No, gli uomini violenti e chi li protegge non sono nostri compagni: non scambiamo il pane con chi mina la nostra liberazione, neanche per una vaga idea di rivoluzione
E vi riveleremo un fatto sconcertante: non c’è nulla di speciale in un gruppo politico rispetto a un altro. Comunisti, anarchici, riformisti, disobbedienti, ecologisti, squatters, sindacalisti, antirazzisti, compagni decostruiti, ambienti queer, punk, teknusi, antispecisti: le storie sono sempre le stesse. Del resto, lo dicevano già le nostre sorelle negli anni ’70: compagni in sezione, fascisti a letto. E quando si trattava della nostra liberazione, nemmeno nello spazio pubblico!
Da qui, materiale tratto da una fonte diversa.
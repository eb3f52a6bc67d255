//! Syntactic front end: pattern source to tree-sitter syntax tree.
//!
//! Patterns are JavaScript expressions, so the front end is the
//! `tree-sitter-javascript` grammar. tree-sitter recovers from errors by
//! inserting ERROR and MISSING nodes; any such node makes the whole source a
//! [`PatternError::Syntax`], since a partially understood pattern would yield
//! a partial DNA.

use std::fmt;

use tree_sitter::{Node, Parser, Tree};

use crate::error::PatternError;

/// A successfully parsed pattern: the source text plus its syntax tree.
pub struct PatternTree {
    source: String,
    tree: Tree,
}

impl PatternTree {
    /// The source text the tree was built from.
    pub fn source(&self) -> &str {
        &self.source
    }

    /// Root node (`program`) of the syntax tree.
    pub fn root(&self) -> Node<'_> {
        self.tree.root_node()
    }

    /// Source text spanned by `node`.
    pub fn text<'a>(&'a self, node: &Node<'a>) -> &'a str {
        node.utf8_text(self.source.as_bytes()).unwrap_or("")
    }

    /// S-expression rendering of the tree, for diagnostics.
    pub fn to_sexp(&self) -> String {
        self.tree.root_node().to_sexp()
    }
}

impl fmt::Debug for PatternTree {
    fn fmt(&self, f: &mut fmt::Formatter<'_>) -> fmt::Result {
        f.debug_struct("PatternTree")
            .field("source", &self.source)
            .field("root", &self.tree.root_node().kind())
            .finish()
    }
}

/// Parses `source` as a pattern expression.
///
/// ```rust
/// use pattern::{parse_pattern, PatternError};
///
/// let tree = parse_pattern("s(\"bd sd\").fast(2)").unwrap();
/// assert_eq!(tree.root().kind(), "program");
///
/// assert!(matches!(parse_pattern("{ invalid"), Err(PatternError::Syntax { .. })));
/// ```
pub fn parse_pattern(source: &str) -> Result<PatternTree, PatternError> {
    let mut parser = Parser::new();
    parser
        .set_language(&tree_sitter_javascript::LANGUAGE.into())
        .map_err(|err| PatternError::ParserUnavailable(err.to_string()))?;

    let tree = parser
        .parse(source, None)
        .ok_or_else(|| PatternError::ParserUnavailable("parser returned no tree".into()))?;

    let root = tree.root_node();
    if root.has_error() {
        return Err(syntax_error(root, source.as_bytes()));
    }

    Ok(PatternTree {
        source: source.to_owned(),
        tree,
    })
}

fn syntax_error(root: Node<'_>, source: &[u8]) -> PatternError {
    let Some(node) = Preorder::new(root).find(|n| n.is_error() || n.is_missing()) else {
        // has_error() without a locatable node: report the whole program.
        return PatternError::Syntax {
            line: 1,
            column: 1,
            message: "malformed pattern".into(),
        };
    };

    let position = node.start_position();
    let message = if node.is_missing() {
        format!("missing `{}`", node.kind())
    } else {
        let text = node.utf8_text(source).unwrap_or("");
        let snippet: String = text.chars().take(24).collect();
        format!("unexpected `{snippet}`")
    };

    PatternError::Syntax {
        line: position.row + 1,
        column: position.column + 1,
        message,
    }
}

/// Iterative pre-order walk over every node (named and anonymous).
///
/// Parents are yielded before children, children left to right. Each node is
/// visited exactly once.
pub(crate) struct Preorder<'tree> {
    stack: Vec<Node<'tree>>,
}

impl<'tree> Preorder<'tree> {
    pub(crate) fn new(root: Node<'tree>) -> Self {
        Self { stack: vec![root] }
    }
}

impl<'tree> Iterator for Preorder<'tree> {
    type Item = Node<'tree>;

    fn next(&mut self) -> Option<Self::Item> {
        let node = self.stack.pop()?;
        for i in (0..node.child_count()).rev() {
            if let Some(child) = node.child(i) {
                self.stack.push(child);
            }
        }
        Some(node)
    }
}

#[cfg(test)]
mod tests {
    use super::*;

    #[test]
    fn chained_pattern_parses() {
        let tree = parse_pattern(r#"s("bass").slow(2).distort(5).lpf(500)"#).unwrap();
        assert!(!tree.root().has_error());
        assert!(tree.to_sexp().contains("call_expression"));
    }

    #[test]
    fn unclosed_block_reports_location() {
        let err = parse_pattern("{ invalid").unwrap_err();
        match err {
            PatternError::Syntax { line, .. } => assert_eq!(line, 1),
            other => panic!("expected syntax error, got {other:?}"),
        }
    }

    #[test]
    fn unbalanced_call_rejected() {
        assert!(matches!(
            parse_pattern(r#"s("bd").fast(2"#),
            Err(PatternError::Syntax { .. })
        ));
        assert!(matches!(
            parse_pattern("note(\"c e g\"))"),
            Err(PatternError::Syntax { .. })
        ));
    }

    #[test]
    fn preorder_visits_parent_first() {
        let tree = parse_pattern("a(b(1))").unwrap();
        let calls: Vec<&str> = Preorder::new(tree.root())
            .filter(|n| n.kind() == "call_expression")
            .map(|n| tree.text(&n))
            .collect();
        assert_eq!(calls, vec!["a(b(1))", "b(1)"]);
    }

    #[test]
    fn preorder_terminates_on_deep_nesting() {
        let depth = 300;
        let source = format!("{}1{}", "f(".repeat(depth), ")".repeat(depth));
        let tree = parse_pattern(&source).unwrap();
        let calls = Preorder::new(tree.root())
            .filter(|n| n.kind() == "call_expression")
            .count();
        assert_eq!(calls, depth);
    }
}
Pur di non venire mai a patti con quanto avviene quotidianamente nelle nostre comunità umane e politiche, assistiamo a un benaltrismo degno di un distratto commentatore su fb: e allora Gaza? e allora le carceri? e allora la lotta per la casa? e allora e allora… 
Che amarezza constatare quanto siamo statз solidalз con loro, quanto abbiamo creduto alle loro parole nelle piazze e nelle strade, pensando di avere una lotta comune, e quanto siano statз poco solidali con noi, questз carз compagnз. Del resto il recente disgustoso “dibattito” (davvero originale per altro!) portato avanti da virili compagni anarchici ci ricorda quanto i nostri ambienti, qualsiasi siano le prospettive politiche, spesso non siano altro che banali e ordinarie comunità terribili.
# 9. Scarafagge
“Devono essere per forza quelle là che fanno sempre polemica in assemblea. Come si permettono a rovinare la vita delle persone?!”
Ci dispiace per chiunque sia statə scambiatə per noi, venendo colpitə da insulti, pressioni, se non veri e propri interrogatori, che volevano essere rivolte al cerchio di questa rete. Ancora una volta questa è la dimostrazione di ciò che stiamo cercando di denunciare.
La scelta dell’anonimato ci tutela e ci permette di osservare molto chiaramente le storture e i sotterfugi di un movimento che si muove per logiche di convenienza, connivenza politica ed apparenza. Ci rivendichiamo l’anonimato, fatevene una ragione. La nostra è una scelta politica consapevole ed è una tutela per tuttз lз compagnз che hanno voluto parlare e che continueranno a farlo.
La caccia alle streghe non è mai finita, ha solo cambiato veste. Non ci faremo scoraggiare da inutili pressioni esterne né dal giogo dell’infantilizzazione di cui siamo statз oggetto. La vergogna deve cambiare lato, in qualsiasi forma unə compagnə decida di denunciare una violenza subita.
Alle accuse rispondiamo andando avanti per la strada che abbiamo scelto. Ed è solo l’inizio.